Instructions for the task:
Look through the lines below; wherever the word "String" appears, copy that line.

Excerpted data:
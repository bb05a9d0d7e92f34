use serde::Deserialize;

/// One lot entry from the campus availability feed. Fields the feed omits
/// come through as null; a missing name makes the entry unusable and it is
/// skipped.
#[derive(Debug, Clone, Deserialize)]
pub struct LotStatus {
    pub location_name: Option<String>,
    pub location_address: Option<String>,
    pub total_spaces: Option<i32>,
    pub free_spaces: Option<i32>,
}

Expected output:
    pub location_name: Option<String>,
    pub location_address: Option<String>,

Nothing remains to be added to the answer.